Pugs and French bulldogs could be banned in the UK after a crackdown on ‘dangerous’ breeding.
Pet charity Blue Cross has accused breeders of encouraging a ‘vicious cycle of over-breeding’ which is dangerous for puppies.
According to the charity, 20% of dogs in the UK are flat-faced (brachycephalic) breeds, but a rise in ‘cute’ adverts on social media has led to greater demand for puppies, which are diagnosed with health problems.
These include conditions such as pulmonary stenosis, skin diseases, obstructed breathing, and spinal deformities.
Over the past two years, Blue Cross vets claim to have treated more than 5,000 brachycephalic pets, with warnings that this number will continue to rise.
Becky Thwaites, public affairs manager at Blue Cross, told The Sun: “We have already started contacting MPs.
“Ultimately, Blue Cross is determined to see an end to the poor breeding of flat-faced dogs and is considering all legislative and non-legislative options to achieve this.”

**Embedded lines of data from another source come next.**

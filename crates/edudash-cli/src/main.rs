//! edudash - command-line client for the school dashboard API.
//!
//! Signs in, keeps the session alive, and prints JSON from any read endpoint.

use std::io::{self, Write};

use anyhow::{bail, Context, Result};
use serde_json::Value;
use tracing::info;
use tracing_subscriber::{fmt, prelude::*, EnvFilter};

use edudash_core::auth::EndReason;
use edudash_core::{
    ApiError, CacheDomain, ClientConfig, DashboardClient, QueryParams, SessionEvent,
};

const USAGE: &str = "\
Usage: edudash <command>

Commands:
  login <email>             Sign in (password is prompted)
  logout                    Sign out and forget stored credentials
  whoami                    Show the signed-in user
  get <path> [key=value...] Fetch a read endpoint and print its JSON

Environment:
  EDUDASH_API_URL           API base URL (default http://127.0.0.1:8000/api)
  RUST_LOG                  Log filter (default warn)";

/// Initialize the tracing subscriber for logging
fn init_tracing() {
    let filter = EnvFilter::try_from_default_env().unwrap_or_else(|_| EnvFilter::new("warn"));

    tracing_subscriber::registry()
        .with(fmt::layer().with_writer(io::stderr))
        .with(filter)
        .init();
}

#[tokio::main]
async fn main() -> Result<()> {
    // Load .env file if present (silently ignore if not found)
    let _ = dotenvy::dotenv();
    init_tracing();

    let args: Vec<String> = std::env::args().skip(1).collect();
    let Some(command) = args.first() else {
        println!("{}", USAGE);
        return Ok(());
    };

    let config = ClientConfig::load()?;
    let client = DashboardClient::new(config)?;
    info!(command = %command, "edudash starting");

    match command.as_str() {
        "login" => {
            let email = args.get(1).context("login requires an email address")?;
            login(&client, email).await
        }
        "logout" => {
            client.logout();
            println!("Signed out.");
            Ok(())
        }
        "whoami" => whoami(&client).await,
        "get" => {
            let path = args.get(1).context("get requires an API path")?;
            get(&client, path, &args[2..]).await
        }
        "help" | "--help" | "-h" => {
            println!("{}", USAGE);
            Ok(())
        }
        other => bail!("Unknown command '{}'\n\n{}", other, USAGE),
    }
}

async fn login(client: &DashboardClient, email: &str) -> Result<()> {
    print!("Password for {}: ", email);
    io::stdout().flush()?;
    let password = rpassword::read_password().context("Failed to read password")?;

    let claims = client.login(email, &password).await?;
    println!(
        "Signed in as {} ({}), session valid for {} minutes.",
        claims.display_name,
        claims.role.display_name(),
        claims.minutes_until_expiry()
    );
    Ok(())
}

async fn whoami(client: &DashboardClient) -> Result<()> {
    let Some(claims) = client.claims() else {
        println!("Not signed in. Run `edudash login <email>`.");
        return Ok(());
    };
    println!("{} ({})", claims.display_name, claims.role.display_name());
    println!("User id: {}", claims.subject_id);
    if claims.is_expired() {
        println!("Access token expired; it will be renewed on the next request.");
    } else {
        println!("Access token expires in {} minutes.", claims.minutes_until_expiry());
    }

    let _renewal = client.spawn_passive_renewal();
    match client.refresh_profile().await {
        Ok(profile) => println!("{}", serde_json::to_string_pretty(&profile)?),
        Err(ApiError::SessionEnded) => println!("Session ended. Run `edudash login <email>`."),
        Err(e) => return Err(e.into()),
    }
    Ok(())
}

fn parse_params(pairs: &[String]) -> Result<QueryParams> {
    pairs
        .iter()
        .map(|pair| {
            pair.split_once('=')
                .map(|(k, v)| (k.to_string(), v.to_string()))
                .with_context(|| format!("Expected key=value, got '{}'", pair))
        })
        .collect()
}

async fn get(client: &DashboardClient, path: &str, pairs: &[String]) -> Result<()> {
    let params = parse_params(pairs)?;
    let domain = CacheDomain::for_path(path);
    let service = std::sync::Arc::new(client.domain::<Value>(domain));
    let _renewal = client.spawn_passive_renewal();

    let mut events = client.subscribe();
    let notice = tokio::spawn(async move {
        while let Ok(event) = events.recv().await {
            if let SessionEvent::Ended(EndReason::RenewalFailed) = event {
                eprintln!("Your session has ended. Run `edudash login <email>` to sign in again.");
            }
        }
    });

    let endpoint = path.to_string();
    let controller = client.controller(move |params: QueryParams| {
        let service = std::sync::Arc::clone(&service);
        let endpoint = endpoint.clone();
        async move { service.read(&endpoint, &endpoint, &params).await }
    });
    controller.execute(params).await?;
    notice.abort();

    let state = controller.state();
    if let Some(error) = state.error {
        bail!(error);
    }
    match state.data {
        Some(data) => println!("{}", serde_json::to_string_pretty(&data)?),
        None => bail!("No data returned"),
    }
    Ok(())
}

#[cfg(test)]
mod tests {
    use super::*;

    #[test]
    fn test_parse_params_drops_empty_values() {
        let args = vec!["class=10A".to_string(), "term=".to_string()];
        let params = parse_params(&args).unwrap();
        assert_eq!(params.get("class"), Some("10A"));
        assert_eq!(params.get("term"), None);
    }

    #[test]
    fn test_parse_params_rejects_bare_words() {
        let args = vec!["class".to_string()];
        assert!(parse_params(&args).is_err());
    }
}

Blue Cross added to Birmingham Live: “We are working with MPs on how to end the poor breeding of these breeds which leads to major health issues.
“We will watch with interest the impact of the law change in Australia, but we are not calling for these breeds to be banned, we just want to see healthier versions of these breeds.
“We’re also calling on advertisers to phase out the use of these breeds in their advertising with our #EndTheTrend campaign.”
There are currently four dog breeds already banned in the UK: the Pit Bull Terrier, the Japanese Tosa, the Dogo Argentino and the Fila Brasileiro.
According to the government, a dog’s legal status is based “on its appearance, rather than its breed or name”.
But the RSPCA maintains that dogs “should not be judged on their appearance” and are campaigning for this policy to be changed.
Currently, the police and council wardens have the power to remove a banned dog, even if it is not acting dangerously or there has been no complaint.
Currently, the police can confiscate a banned dog, even if it is not acting dangerously. If it’s in a private place, the police need a warrant.